The problem —
Count the lines in the records below that contain the word "false", and give that figure alone.

╔══

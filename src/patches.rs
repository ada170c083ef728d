// patches.rs — One-shot memory writes applied before any hook is installed.

use crate::config::GraphicsSettings;
use crate::error::Result;
use crate::layout::{GameLayout, PresetTable};
use crate::memory::Memory;

/// Style the executable creates its window with (WS_CAPTION | WS_SYSMENU).
pub const STOCK_WINDOW_STYLE: u32 = 0x00C8_0000;

const WS_POPUP:       u32 = 0x8000_0000;
const WS_CAPTION:     u32 = 0x00C0_0000;
const WS_SYSMENU:     u32 = 0x0008_0000;
const WS_THICKFRAME:  u32 = 0x0004_0000;
const WS_MAXIMIZEBOX: u32 = 0x0001_0000;

/// Title card duration large enough that the intro is over on the first frame.
const SKIP_INTRO_TIMER: f64 = 9_999_999_999.0;

pub fn set_borderless(style: u32) -> u32 {
    (style & !(WS_CAPTION | WS_SYSMENU)) | WS_POPUP
}

pub fn set_resizable(style: u32) -> u32 {
    style | WS_THICKFRAME | WS_MAXIMIZEBOX
}

pub fn window_style(settings: &GraphicsSettings) -> u32 {
    let mut style = STOCK_WINDOW_STYLE;
    if settings.borderless {
        style = set_borderless(style);
    }
    if settings.resizable {
        style = set_resizable(style);
    }
    style
}

/// Overwrite every built-in resolution preset with the configured one, so
/// whatever the game picks matches the corrected aspect ratio.
pub fn patch_resolution_presets(memory: &dyn Memory, presets: PresetTable, width: i32, height: i32) -> Result<()> {
    for i in 0..presets.count {
        let entry = presets.address + i * presets.stride;
        memory.write_i32(entry, width)?;
        memory.write_i32(entry + 4, height)?;
    }
    Ok(())
}

pub fn patch_window_style(memory: &dyn Memory, layout: &GameLayout, style: u32) -> Result<()> {
    memory.write_u32(layout.window_style_a, style)?;
    memory.write_u32(layout.window_style_b, style)
}

pub fn skip_intro(memory: &dyn Memory, layout: &GameLayout) -> Result<()> {
    memory.write_f64(layout.intro_timer, SKIP_INTRO_TIMER)
}

pub fn apply_all(memory: &dyn Memory, layout: &GameLayout, settings: &GraphicsSettings) -> Result<()> {
    // validate() keeps both dimensions within i32.
    patch_resolution_presets(memory, layout.resolution_presets, settings.width as i32, settings.height as i32)?;

    let style = window_style(settings);
    patch_window_style(memory, layout, style)?;
    log::info!(
        "patched {} resolution presets to {}x{}, window style {:08X}",
        layout.resolution_presets.count, settings.width, settings.height, style
    );

    if settings.skip_intro {
        skip_intro(memory, layout)?;
        log::info!("intro skipped");
    }
    Ok(())
}
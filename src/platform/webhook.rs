//! Inbound webhook envelope and signature check for LINE callbacks.
//!
//! LINE signs each callback body with HMAC-SHA256 keyed by the channel
//! secret and sends the base64 digest in `X-Line-Signature`.

use base64::prelude::*;
use hmac::{Hmac, Mac};
use serde::Deserialize;
use sha2::Sha256;

pub const SIGNATURE_HEADER: &str = "x-line-signature";

type HmacSha256 = Hmac<Sha256>;

/// Returns true when `signature` is the base64 HMAC-SHA256 of `body`.
pub fn verify_signature(channel_secret: &str, body: &[u8], signature: &str) -> bool {
    let Ok(expected) = BASE64_STANDARD.decode(signature.trim()) else {
        return false;
    };
    let Ok(mut mac) = HmacSha256::new_from_slice(channel_secret.as_bytes()) else {
        return false;
    };
    mac.update(body);
    mac.verify_slice(&expected).is_ok()
}

#[cfg(test)]
pub fn sign(channel_secret: &str, body: &[u8]) -> String {
    let mut mac = HmacSha256::new_from_slice(channel_secret.as_bytes()).unwrap();
    mac.update(body);
    BASE64_STANDARD.encode(mac.finalize().into_bytes())
}

#[derive(Debug, Deserialize)]
pub struct WebhookEnvelope {
    #[serde(default)]
    pub destination: String,
    #[serde(default)]
    pub events: Vec<Event>,
}

/// Webhook event, dispatched on its `type` field. Only message events are
/// modelled; follow, unfollow, postback and the rest land in `Other`.
#[derive(Debug, Deserialize)]
#[serde(tag = "type", rename_all = "lowercase")]
pub enum Event {
    Message(MessageEvent),
    #[serde(other)]
    Other,
}

#[derive(Debug, Deserialize)]
#[serde(rename_all = "camelCase")]
pub struct MessageEvent {
    /// Absent when the channel is in standby mode.
    #[serde(default)]
    pub reply_token: Option<String>,
    pub source: Source,
    pub message: MessageContent,
}

#[derive(Debug, Deserialize)]
#[serde(rename_all = "camelCase")]
pub struct Source {
    /// "user", "group" or "room"
    #[serde(rename = "type")]
    pub kind: String,
    /// Absent for group/room senders who have not consented to sharing it.
    #[serde(default)]
    pub user_id: Option<String>,
}

#[derive(Debug, Deserialize)]
#[serde(tag = "type", rename_all = "lowercase")]
pub enum MessageContent {
    Text { text: String },
    #[serde(other)]
    Other,
}
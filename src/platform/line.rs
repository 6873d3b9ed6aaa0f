use anyhow::{Context, Result};
use async_trait::async_trait;
use serde::{Deserialize, Serialize};
use tracing::debug;

use super::MessagingApi;
use crate::config::LineConfig;

#[derive(Debug, Clone, Serialize)]
#[serde(tag = "type", rename_all = "lowercase")]
enum OutboundMessage {
    Text { text: String },
}

#[derive(Debug, Serialize)]
#[serde(rename_all = "camelCase")]
struct ReplyRequest {
    reply_token: String,
    messages: Vec<OutboundMessage>,
}

#[derive(Debug, Serialize)]
struct PushRequest {
    to: String,
    messages: Vec<OutboundMessage>,
}

#[derive(Debug, Deserialize)]
#[serde(rename_all = "camelCase")]
struct ProfileResponse {
    display_name: String,
}

/// Client for the LINE Messaging API.
pub struct LineClient {
    client: reqwest::Client,
    config: LineConfig,
}

impl LineClient {
    pub fn new(config: LineConfig) -> Self {
        Self {
            client: reqwest::Client::new(),
            config,
        }
    }

    fn url(&self, path: &str) -> String {
        format!("{}{}", self.config.api_base_url.trim_end_matches('/'), path)
    }

    async fn check(response: reqwest::Response) -> Result<reqwest::Response> {
        let status = response.status();
        if !status.is_success() {
            let error_body = response.text().await.unwrap_or_default();
            anyhow::bail!("LINE API error ({}): {}", status, error_body);
        }
        Ok(response)
    }

    async fn post<T: Serialize>(&self, path: &str, body: &T) -> Result<()> {
        let url = self.url(path);
        debug!("Sending request to LINE: {}", url);

        let response = self
            .client
            .post(&url)
            .bearer_auth(&self.config.channel_access_token)
            .json(body)
            .send()
            .await
            .with_context(|| format!("Failed to send request to {}", url))?;

        Self::check(response).await?;
        Ok(())
    }
}

#[async_trait]
impl MessagingApi for LineClient {
    async fn get_display_name(&self, user_id: &str) -> Result<String> {
        let url = self.url(&format!("/v2/bot/profile/{}", user_id));
        debug!("Fetching profile from LINE: {}", url);

        let response = self
            .client
            .get(&url)
            .bearer_auth(&self.config.channel_access_token)
            .send()
            .await
            .context("Failed to send profile request to LINE")?;

        let profile: ProfileResponse = Self::check(response)
            .await?
            .json()
            .await
            .context("Failed to parse LINE profile response")?;

        Ok(profile.display_name)
    }

    async fn reply_text(&self, reply_token: &str, text: &str) -> Result<()> {
        let request = ReplyRequest {
            reply_token: reply_token.to_string(),
            messages: vec![OutboundMessage::Text {
                text: text.to_string(),
            }],
        };
        self.post("/v2/bot/message/reply", &request)
            .await
            .context("Reply failed")
    }

    async fn push_text(&self, user_id: &str, text: &str) -> Result<()> {
        let request = PushRequest {
            to: user_id.to_string(),
            messages: vec![OutboundMessage::Text {
                text: text.to_string(),
            }],
        };
        self.post("/v2/bot/message/push", &request)
            .await
            .with_context(|| format!("Push to {} failed", user_id))
    }
}

#[cfg(test)]
mod tests {
    use super::*;
    use serde_json::json;

    #[test]
    fn test_reply_request_shape() {
        let request = ReplyRequest {
            reply_token: "token-1".to_string(),
            messages: vec![OutboundMessage::Text {
                text: "hello".to_string(),
            }],
        };
        assert_eq!(
            serde_json::to_value(&request).unwrap(),
            json!({
                "replyToken": "token-1",
                "messages": [{ "type": "text", "text": "hello" }]
            })
        );
    }

    #[test]
    fn test_push_request_shape() {
        let request = PushRequest {
            to: "U123".to_string(),
            messages: vec![OutboundMessage::Text {
                text: "broadcast".to_string(),
            }],
        };
        assert_eq!(
            serde_json::to_value(&request).unwrap(),
            json!({
                "to": "U123",
                "messages": [{ "type": "text", "text": "broadcast" }]
            })
        );
    }

    #[test]
    fn test_profile_response_ignores_extra_fields() {
        let profile: ProfileResponse = serde_json::from_value(json!({
            "displayName": "Alice",
            "userId": "U123",
            "pictureUrl": "https://example.com/a.png",
            "statusMessage": "hi"
        }))
        .unwrap();
        assert_eq!(profile.display_name, "Alice");
    }

    #[test]
    fn test_url_joins_without_double_slash() {
        let client = LineClient::new(LineConfig {
            api_base_url: "http://localhost:9000/".to_string(),
            ..LineConfig::default()
        });
        assert_eq!(
            client.url("/v2/bot/message/push"),
            "http://localhost:9000/v2/bot/message/push"
        );
    }
}
mod bot;
mod config;
mod platform;
mod profiles;
mod relay;
mod server;
mod trigger;

use std::path::PathBuf;
use std::sync::Arc;

use anyhow::{Context, Result};
use tokio::net::TcpListener;
use tokio::sync::watch;
use tracing::{error, info};
use tracing_subscriber::{layer::SubscriberExt, util::SubscriberInitExt};

use crate::bot::Bot;
use crate::config::{Config, StorageBackend};
use crate::platform::line::LineClient;
use crate::platform::MessagingApi;
use crate::profiles::table::ProfileTable;
use crate::profiles::ProfileCache;
use crate::relay::BroadcastRelay;
use crate::server::AppState;
use crate::trigger::TriggerListener;

#[tokio::main]
async fn main() -> Result<()> {
    // Initialize logging
    tracing_subscriber::registry()
        .with(
            tracing_subscriber::EnvFilter::try_from_default_env()
                .unwrap_or_else(|_| "info,linerelay=debug".into()),
        )
        .with(tracing_subscriber::fmt::layer())
        .init();

    // Local runs keep the channel credentials in .env
    if let Ok(path) = dotenvy::dotenv() {
        info!("Loaded environment from {}", path.display());
    }

    let config_path = std::env::args()
        .nth(1)
        .map(PathBuf::from)
        .unwrap_or_else(|| PathBuf::from("config.toml"));

    info!("Loading configuration from: {}", config_path.display());
    let config = Config::load(&config_path)
        .with_context(|| format!("Failed to load config from {}", config_path.display()))?;

    info!("Configuration loaded successfully");
    info!("  Webhook: {}", config.server.bind_addr);
    info!("  API base: {}", config.line.api_base_url);
    info!("  Storage: {}", config.storage.backend);
    if config.trigger.enabled {
        info!("  Trigger: {}", config.trigger.bind_addr);
    } else {
        info!("  Trigger: disabled");
    }

    let profiles = Arc::new(match config.storage.backend {
        StorageBackend::Memory => ProfileCache::in_memory(),
        StorageBackend::Sqlite => {
            ProfileCache::with_table(ProfileTable::open(&config.storage.database_path)?)
        }
    });
    if config.storage.restore_on_startup {
        profiles
            .restore()
            .await
            .context("Failed to restore profiles")?;
    }

    let api: Arc<dyn MessagingApi> = Arc::new(LineClient::new(config.line.clone()));

    let (shutdown_tx, shutdown_rx) = watch::channel(false);

    let trigger_task = if config.trigger.enabled {
        let relay = Arc::new(BroadcastRelay::new(profiles.clone(), api.clone()));
        let listener = TriggerListener::bind(config.trigger.clone(), relay).await?;
        Some(listener.spawn(shutdown_rx.clone()))
    } else {
        None
    };

    let bot = Bot::new(api, profiles.clone(), config.replies.clone(), &config.bot);
    let state = AppState {
        bot: Arc::new(bot),
        channel_secret: Arc::from(config.line.channel_secret.as_str()),
    };

    let listener = TcpListener::bind(config.server.bind_addr)
        .await
        .with_context(|| format!("Failed to bind webhook address {}", config.server.bind_addr))?;

    let mut server_shutdown = shutdown_rx;
    let server = server::serve(listener, state, async move {
        let _ = server_shutdown.changed().await;
    });

    tokio::spawn(async move {
        if let Err(e) = tokio::signal::ctrl_c().await {
            error!("Failed to listen for Ctrl-C: {}", e);
            // Hold the sender so the services keep running
            std::future::pending::<()>().await;
        }
        info!("Shutdown requested");
        let _ = shutdown_tx.send(true);
    });

    server.await?;

    if let Some(task) = trigger_task {
        task.await.ok();
    }
    info!("Stopped with {} known users", profiles.count().await);

    Ok(())
}
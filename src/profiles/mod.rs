pub mod table;

use std::collections::HashMap;

use anyhow::Result;
use tokio::sync::RwLock;
use tracing::{debug, info, warn};

use self::table::ProfileTable;

#[derive(Debug, Clone, PartialEq, Eq)]
pub struct UserProfile {
    pub user_id: String,
    pub display_name: String,
}

/// Known users and their latest display names.
///
/// Entries are created on a user's first message and overwritten on every
/// later one; nothing is ever evicted. Each entry is replaced whole under
/// the write lock, so `snapshot` never sees a half-applied upsert. With a
/// table attached, every upsert is also written to SQLite.
pub struct ProfileCache {
    entries: RwLock<HashMap<String, String>>,
    table: Option<ProfileTable>,
}

impl ProfileCache {
    pub fn in_memory() -> Self {
        Self {
            entries: RwLock::new(HashMap::new()),
            table: None,
        }
    }

    pub fn with_table(table: ProfileTable) -> Self {
        Self {
            entries: RwLock::new(HashMap::new()),
            table: Some(table),
        }
    }

    /// Insert or overwrite the display name for `user_id`.
    ///
    /// The write lock is held across the table write so memory and SQLite
    /// agree on the last writer. A failed table write is logged; the
    /// in-memory entry is still updated.
    pub async fn upsert(&self, user_id: &str, display_name: &str) {
        let mut entries = self.entries.write().await;

        if let Some(table) = &self.table {
            if let Err(e) = table.upsert(user_id, display_name).await {
                warn!("Failed to persist profile: {:#}", e);
            }
        }

        entries.insert(user_id.to_string(), display_name.to_string());
        debug!("Cached profile {} -> {}", user_id, display_name);
    }

    pub async fn get(&self, user_id: &str) -> Option<String> {
        self.entries.read().await.get(user_id).cloned()
    }

    /// Point-in-time copy of every known profile.
    pub async fn snapshot(&self) -> Vec<UserProfile> {
        self.entries
            .read()
            .await
            .iter()
            .map(|(user_id, display_name)| UserProfile {
                user_id: user_id.clone(),
                display_name: display_name.clone(),
            })
            .collect()
    }

    pub async fn count(&self) -> usize {
        self.entries.read().await.len()
    }

    /// Load persisted rows into memory. Returns how many were loaded; a
    /// cache without a table loads nothing.
    pub async fn restore(&self) -> Result<usize> {
        let Some(table) = &self.table else {
            return Ok(0);
        };

        let rows = table.load_all().await?;
        let count = rows.len();
        let mut entries = self.entries.write().await;
        for row in rows {
            entries.insert(row.user_id, row.display_name);
        }
        info!("Restored {} profiles from storage", count);
        Ok(count)
    }
}
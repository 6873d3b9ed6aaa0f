use anyhow::{Context, Result};
use rusqlite::Connection;
use std::path::Path;
use std::sync::Arc;
use tokio::sync::Mutex;
use tracing::info;

use super::UserProfile;

/// SQLite table mirroring the profile cache, one row per user id.
#[derive(Clone)]
pub struct ProfileTable {
    conn: Arc<Mutex<Connection>>,
}

impl ProfileTable {
    /// Open or create the SQLite database at the given path.
    pub fn open(path: &Path) -> Result<Self> {
        let conn = Connection::open(path)
            .with_context(|| format!("Failed to open database: {}", path.display()))?;

        // journal_mode PRAGMA always returns the resulting mode, so use query_row
        let _: String = conn.query_row("PRAGMA journal_mode=WAL", [], |row| row.get(0))?;

        // Migrate on the raw connection before it goes behind the async Mutex
        Self::run_migrations(&conn)?;

        info!("Profile table initialized at: {}", path.display());
        Ok(Self {
            conn: Arc::new(Mutex::new(conn)),
        })
    }

    /// Open an in-memory database (for testing)
    #[cfg(test)]
    pub fn open_in_memory() -> Result<Self> {
        let conn = Connection::open_in_memory()?;
        Self::run_migrations(&conn)?;
        Ok(Self {
            conn: Arc::new(Mutex::new(conn)),
        })
    }

    fn run_migrations(conn: &Connection) -> Result<()> {
        conn.execute_batch(
            "
            CREATE TABLE IF NOT EXISTS user_profiles (
                user_id TEXT PRIMARY KEY,
                display_name TEXT NOT NULL,
                updated_at TEXT NOT NULL DEFAULT (datetime('now'))
            );
            ",
        )
        .context("Failed to run profile table migrations")?;
        Ok(())
    }

    pub async fn upsert(&self, user_id: &str, display_name: &str) -> Result<()> {
        let conn = self.conn.lock().await;
        conn.execute(
            "INSERT INTO user_profiles (user_id, display_name)
             VALUES (?1, ?2)
             ON CONFLICT(user_id) DO UPDATE SET
                display_name = excluded.display_name,
                updated_at = datetime('now')",
            rusqlite::params![user_id, display_name],
        )
        .with_context(|| format!("Failed to store profile for {}", user_id))?;
        Ok(())
    }

    pub async fn load_all(&self) -> Result<Vec<UserProfile>> {
        let conn = self.conn.lock().await;
        let mut stmt = conn
            .prepare("SELECT user_id, display_name FROM user_profiles")
            .context("Failed to prepare profile query")?;
        let profiles = stmt
            .query_map([], |row| {
                Ok(UserProfile {
                    user_id: row.get(0)?,
                    display_name: row.get(1)?,
                })
            })
            .context("Failed to map rows")?
            .collect::<rusqlite::Result<Vec<_>>>()
            .context("Failed to collect rows")?;
        Ok(profiles)
    }
}

#[cfg(test)]
mod tests {
    use super::*;

    #[tokio::test]
    async fn test_upsert_inserts_then_overwrites() {
        let table = ProfileTable::open_in_memory().unwrap();

        table.upsert("U1", "Alice").await.unwrap();
        table.upsert("U2", "Bob").await.unwrap();
        table.upsert("U1", "Alice Liddell").await.unwrap();

        let mut rows = table.load_all().await.unwrap();
        rows.sort_by(|a, b| a.user_id.cmp(&b.user_id));
        assert_eq!(
            rows,
            vec![
                UserProfile {
                    user_id: "U1".to_string(),
                    display_name: "Alice Liddell".to_string(),
                },
                UserProfile {
                    user_id: "U2".to_string(),
                    display_name: "Bob".to_string(),
                },
            ]
        );
    }

    #[tokio::test]
    async fn test_migrations_are_idempotent() {
        let table = ProfileTable::open_in_memory().unwrap();
        table.upsert("U1", "Alice").await.unwrap();

        {
            let conn = table.conn.lock().await;
            ProfileTable::run_migrations(&conn).unwrap();
        }

        assert_eq!(table.load_all().await.unwrap().len(), 1);
    }
}
//! Plaintext TCP trigger for broadcasts.
//!
//! A client connects, sends the trigger command, and disconnects. Connections
//! are served one at a time and read until EOF or the payload limit; anything
//! other than an exact match of the command is dropped. The socket is unauthenticated, so keep it
//! on loopback.

use std::net::SocketAddr;
use std::sync::Arc;
use std::time::Duration;

use anyhow::{Context, Result};
use tokio::io::AsyncReadExt;
use tokio::net::{TcpListener, TcpStream};
use tokio::sync::watch;
use tokio::task::JoinHandle;
use tracing::{debug, error, info, warn};

use crate::config::TriggerConfig;
use crate::relay::BroadcastRelay;

pub struct TriggerListener {
    listener: TcpListener,
    config: TriggerConfig,
    relay: Arc<BroadcastRelay>,
}

impl TriggerListener {
    pub async fn bind(config: TriggerConfig, relay: Arc<BroadcastRelay>) -> Result<Self> {
        let listener = TcpListener::bind(config.bind_addr)
            .await
            .with_context(|| format!("Failed to bind trigger socket: {}", config.bind_addr))?;

        if !config.bind_addr.ip().is_loopback() {
            warn!(
                "Trigger socket {} is not loopback and accepts unauthenticated commands",
                config.bind_addr
            );
        }

        Ok(Self {
            listener,
            config,
            relay,
        })
    }

    pub fn local_addr(&self) -> Result<SocketAddr> {
        self.listener
            .local_addr()
            .context("Failed to read trigger socket address")
    }

    /// Run the accept loop on its own task until `shutdown` changes or its
    /// sender is dropped.
    pub fn spawn(self, shutdown: watch::Receiver<bool>) -> JoinHandle<()> {
        tokio::spawn(self.run(shutdown))
    }

    async fn run(self, mut shutdown: watch::Receiver<bool>) {
        if let Ok(addr) = self.local_addr() {
            info!("Trigger listener on {}", addr);
        }

        loop {
            tokio::select! {
                _ = shutdown.changed() => {
                    info!("Trigger listener stopping");
                    break;
                }
                accepted = self.listener.accept() => match accepted {
                    Ok((stream, peer)) => {
                        match self.handle_connection(stream).await {
                            Ok(true) => info!("Broadcast triggered by {}", peer),
                            Ok(false) => debug!("Ignored trigger payload from {}", peer),
                            Err(e) => debug!("Dropped trigger connection from {}: {:#}", peer, e),
                        }
                    }
                    Err(e) => {
                        error!("Trigger socket accept error: {}", e);
                        tokio::time::sleep(Duration::from_secs(1)).await;
                    }
                }
            }
        }
    }

    /// Read the payload up to EOF (capped at `max_payload_bytes`) and
    /// broadcast on an exact command match. The stream is closed when it goes
    /// out of scope, after any broadcast completes.
    async fn handle_connection(&self, mut stream: TcpStream) -> Result<bool> {
        let mut buf = Vec::with_capacity(self.config.max_payload_bytes);

        let mut limited = (&mut stream).take(self.config.max_payload_bytes as u64);
        let read = limited.read_to_end(&mut buf);
        let result = if self.config.read_timeout_secs > 0 {
            tokio::time::timeout(Duration::from_secs(self.config.read_timeout_secs), read)
                .await
                .context("Timed out waiting for trigger payload")?
        } else {
            read.await
        };
        result.context("Failed to read trigger payload")?;

        let payload = std::str::from_utf8(&buf).context("Trigger payload is not UTF-8")?;
        if payload != self.config.command {
            return Ok(false);
        }

        self.relay.broadcast(&self.config.broadcast_message).await;
        Ok(true)
    }
}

╚══

Answer to the problem —
5